Поутру, едва розовые сполохи разгонят обложной туман, полдеревни уже у озера. На долбленях и железных клепаных лодках, с острогами, баграми и капроновыми наметками свои и приезжие выволакивают из дымящейся воды отчаянно бьющихся язей, снулых лещей, крупную килограммовую плотву. Вода еще слишком холодна, чтобы можно было промышлять с бреднем, но в былые годы, когда жизнь была проще, а народ крепче, мужики, надравшись до бесчувствия, тянули из ледяного озера столько, что сети не выдерживали. Тогда по всей деревне бродили ошалевшие, обожравшиеся коты, рыбой откармливали свиней и все равно много ее сгнивало на навозных кучах. Сейчас улов меньше, но хорош и этот улов. О браконьерстве никто не заикается, напротив, по всему озеру слышны веселые крики: “Вали, не жалко!” и “Сыпь до верха!”
С другой, лесной стороны, где бьют ключи и страшная глубина начинается от берега, так же весело откликаются пьяные голоса.

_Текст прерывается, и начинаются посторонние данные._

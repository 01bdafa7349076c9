//! AI task suggestions
//!
//! An external service proposes tasks for a phase. The engine only consumes
//! the proposals: it normalizes them, schedules them back to back after the
//! phase's last task and appends them through the dispatcher.
//!
//! Any adapter failure degrades to "no tasks suggested".

mod gemini;

pub use gemini::GeminiSuggester;

use crate::action::Action;
use crate::error::{CoreError, SuggestError};
use crate::middleware::Dispatcher;
use async_trait::async_trait;
use chrono::{DateTime, Duration, Utc};
use dashmap::DashSet;
use devflow_model::{PhaseId, ProjectId, Task, TaskId, TaskStatus};
use devflow_storage::KeyValueStore;
use serde::{Deserialize, Serialize};
use std::sync::Arc;

/// Title used when a proposal has none
pub const UNTITLED_TASK: &str = "Untitled Task";

/// Longest accepted proposal duration; anything above is treated as missing
pub const MAX_DURATION_DAYS: u32 = 3650;

/// A normalized task proposal
#[derive(Debug, Clone, PartialEq, Eq, Serialize, Deserialize)]
#[serde(rename_all = "camelCase")]
pub struct ProposedTask {
    /// Task title
    pub title: String,
    /// Task description
    pub description: String,
    /// Positive duration in days
    pub duration_days: u32,
}

impl ProposedTask {
    /// Create proposal; a zero duration becomes one day
    #[must_use]
    pub fn new(title: impl Into<String>, description: impl Into<String>, duration_days: u32) -> Self {
        Self {
            title: title.into(),
            description: description.into(),
            duration_days: duration_days.max(1),
        }
    }
}

/// A proposal as received from the service, every field untrusted
#[derive(Debug, Clone, Default, Deserialize)]
#[serde(rename_all = "camelCase")]
pub struct RawProposal {
    /// Title, if any
    #[serde(default)]
    pub title: Option<serde_json::Value>,
    /// Description, if any
    #[serde(default)]
    pub description: Option<serde_json::Value>,
    /// Duration in days, if any
    #[serde(default)]
    pub duration_days: Option<serde_json::Value>,
}

impl RawProposal {
    /// Apply defaults: missing title → placeholder, missing description →
    /// empty, missing, non-positive or out-of-range duration → 1 day
    #[must_use]
    pub fn normalize(self) -> ProposedTask {
        let text = |v: Option<serde_json::Value>| match v {
            Some(serde_json::Value::String(s)) if !s.trim().is_empty() => Some(s),
            _ => None,
        };
        let duration = self
            .duration_days
            .as_ref()
            .and_then(serde_json::Value::as_f64)
            .filter(|d| d.is_finite() && *d >= 1.0 && *d <= f64::from(MAX_DURATION_DAYS))
            .map_or(1, whole_days);
        ProposedTask {
            title: text(self.title).unwrap_or_else(|| UNTITLED_TASK.to_string()),
            description: text(self.description).unwrap_or_default(),
            duration_days: duration,
        }
    }
}

#[allow(clippy::cast_possible_truncation, clippy::cast_sign_loss)]
fn whole_days(d: f64) -> u32 {
    d.round() as u32
}

/// Parse a `{ "tasks": [...] }` document into normalized proposals
pub fn parse_proposals(raw: &str) -> Result<Vec<ProposedTask>, SuggestError> {
    #[derive(Deserialize)]
    struct Envelope {
        tasks: Vec<RawProposal>,
    }

    let envelope: Envelope = serde_json::from_str(raw.trim())
        .map_err(|e| SuggestError::MalformedResponse(e.to_string()))?;
    Ok(envelope.tasks.into_iter().map(RawProposal::normalize).collect())
}

/// Source of task proposals for a phase
#[async_trait]
pub trait TaskSuggester: Send + Sync {
    /// Propose tasks for `phase_title`, continuing after `last_task`
    async fn suggest(
        &self,
        phase_title: &str,
        last_task: Option<&Task>,
    ) -> Result<Vec<ProposedTask>, SuggestError>;
}

/// Turn proposals into chained, unassigned to-do tasks
///
/// The first task starts the day after `last_task` is due (or at `today`).
/// Each task is due `duration_days` after its start; the next one starts the
/// day after that. Each task depends on the one before it. A schedule that
/// runs past the representable date range yields no tasks.
#[must_use]
pub fn schedule_proposals(
    proposals: Vec<ProposedTask>,
    last_task: Option<&Task>,
    today: DateTime<Utc>,
) -> Vec<Task> {
    let day = Duration::days(1);
    let Some(mut next_start) = last_task.map_or(Some(today), |t| t.due_date.checked_add_signed(day))
    else {
        tracing::warn!("last task due date out of range, no tasks scheduled");
        return Vec::new();
    };
    let mut previous: Option<TaskId> = last_task.map(|t| t.id.clone());

    let mut tasks = Vec::with_capacity(proposals.len());
    for proposal in proposals {
        let start = next_start;
        let Some((due, after)) = start
            .checked_add_signed(Duration::days(i64::from(proposal.duration_days)))
            .and_then(|due| due.checked_add_signed(day).map(|after| (due, after)))
        else {
            tracing::warn!(title = %proposal.title, "schedule out of date range, no tasks scheduled");
            return Vec::new();
        };
        next_start = after;

        let id = TaskId::generated();
        tasks.push(Task {
            id: id.clone(),
            title: proposal.title,
            description: proposal.description,
            status: TaskStatus::ToDo,
            assignee_id: None,
            start_date: start,
            due_date: due,
            duration_days: proposal.duration_days,
            dependencies: previous.replace(id).into_iter().collect(),
        });
    }
    tasks
}

/// Runs suggestion requests with one request in flight per phase
pub struct SuggestionRunner {
    suggester: Arc<dyn TaskSuggester>,
    in_flight: Arc<DashSet<(ProjectId, PhaseId)>>,
}

impl std::fmt::Debug for SuggestionRunner {
    fn fmt(&self, f: &mut std::fmt::Formatter<'_>) -> std::fmt::Result {
        f.debug_struct("SuggestionRunner")
            .field("in_flight", &self.in_flight.len())
            .finish_non_exhaustive()
    }
}

/// Releases a phase's in-flight slot on drop (completion or cancellation)
struct InFlightGuard {
    set: Arc<DashSet<(ProjectId, PhaseId)>>,
    key: (ProjectId, PhaseId),
}

impl Drop for InFlightGuard {
    fn drop(&mut self) {
        self.set.remove(&self.key);
    }
}

impl SuggestionRunner {
    /// Create runner over a suggester
    #[must_use]
    pub fn new(suggester: Arc<dyn TaskSuggester>) -> Self {
        Self {
            suggester,
            in_flight: Arc::new(DashSet::new()),
        }
    }

    /// Whether a request for the phase is pending
    #[must_use]
    pub fn is_pending(&self, project_id: &ProjectId, phase_id: &PhaseId) -> bool {
        self.in_flight
            .contains(&(project_id.clone(), phase_id.clone()))
    }

    /// Ask for tasks for a phase and append them
    ///
    /// Rejects a second request for the same phase while one is pending.
    /// Adapter failures yield an empty list. Dropping the returned future
    /// cancels the request and frees the phase. Returns the tasks appended.
    pub async fn generate_for_phase<S: KeyValueStore>(
        &self,
        dispatcher: &Dispatcher<S>,
        project_id: &ProjectId,
        phase_id: &PhaseId,
    ) -> Result<Vec<Task>, CoreError> {
        let key = (project_id.clone(), phase_id.clone());
        if !self.in_flight.insert(key.clone()) {
            return Err(CoreError::SuggestionInFlight {
                project: project_id.clone(),
                phase: phase_id.clone(),
            });
        }
        let _guard = InFlightGuard {
            set: Arc::clone(&self.in_flight),
            key,
        };

        // Owned copies only: no snapshot is held across the await.
        let Some((phase_title, last_task)) = dispatcher
            .snapshot()
            .workspace
            .as_ref()
            .and_then(|ws| ws.find_phase(project_id, phase_id))
            .map(|phase| (phase.title.clone(), phase.last_task().cloned()))
        else {
            tracing::warn!(project = %project_id, phase = %phase_id, "suggestion for unknown phase");
            return Ok(Vec::new());
        };

        let proposals = match self.suggester.suggest(&phase_title, last_task.as_ref()).await {
            Ok(proposals) => proposals,
            Err(e) => {
                tracing::warn!(phase = %phase_id, error = %e, "task suggestion failed, continuing without tasks");
                Vec::new()
            }
        };
        if proposals.is_empty() {
            return Ok(Vec::new());
        }

        let tasks = schedule_proposals(proposals, last_task.as_ref(), dispatcher.clock().now());
        if tasks.is_empty() {
            return Ok(tasks);
        }
        tracing::info!(phase = %phase_id, count = tasks.len(), "suggested tasks ready");
        dispatcher.dispatch(Action::AddTasks {
            project_id: project_id.clone(),
            phase_id: phase_id.clone(),
            tasks: tasks.clone(),
        })?;
        Ok(tasks)
    }
}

Фалею, мирно сидевшему у своей баньки, кричат:
— Взбойкни-ка, милай! Дело озорное, не ерша в проруби ловить!
Но громадные старые щуки, ночью всплывающие из придонных ям и промышляющие на мелководье, никогда не попадают в руки рыбарей. Их не ловили уже очень давно, едва ли не со времени первых колхозов, но память о том, что в былые времена бары платили за чертоворота серебром, а еще раньше на четверть срезали оброк, жива до сих пор.
Вообще к своему озеру и легендам о нем деревенские, особенно кто постарше, всегда относились ревниво, с объяснимой гордостью. Упорно, от деда к внуку, поверялись былички о чудном пятиглавом храме, стоявшем здесь когда-то, о добром барине, передавшем храм деревенской громаде, и пропившемся попе, помянувшем на службе черта. В тот же час земля расступилась, на месте храма забурлили “провальные” ключевые воды, и много еще лет спустя видели на глубине кресты и находили в песке позеленевшие монеты из церковной казны…
Рассказывали о “штолнах” — черных провалах на дне, ведущих из озера к подземным водам, страшных раках, скрывающихся в ключевом холоде под озерным дном, и купце Лаптеве, “знавшем слово” и ловившем чертоворотов на самодельную серебряную блесну…
Гордиться было чем. Вокруг деревни немеряные ходуны — гиблые заболоченные места, где птица гнезда не вьет, торфяные пустоши, смешанные леса с дубами, елями и гладкоствольной березой. Ветроломные боры, кори с соснами-одинцами в двадцать сажень, мрачные глушицы с волчьим воем и жуткими песнями лесовиков, “безадонные” гнилые озера с жильцами стихийными, о которых всуе лучше не поминать. Во время зеленых святок всю “русалкину неделю” вода в этих озерах бурлила, на закате бело-голубые огни вспыхивали в камышах и утиные стаи, ищущие ночлега, с тревожным креканьем облетали их стороной… Но были и другие озера — маленькие, прозрачные, страшно глубокие, истинные “слезы господни” с непременными легендами о затонувшей церкви, славящиеся щуками, гуся утаскивающими под воду, и громадными раками-седаками, закованными в несокрушимую шипастую броню…
Села, стоявшие на берегу таких озер, исстари были богаче соседних, затерянных в лесной и болотной глуши, людей в них жило больше и дома строили просторней и крепче. И звались те села — по озеру, его светлым, ключевым водам, где в высокое солнце каждая песчинка видна на пятисаженной глубине: Белозерье, Белозеро или просто Белое, как наша деревня…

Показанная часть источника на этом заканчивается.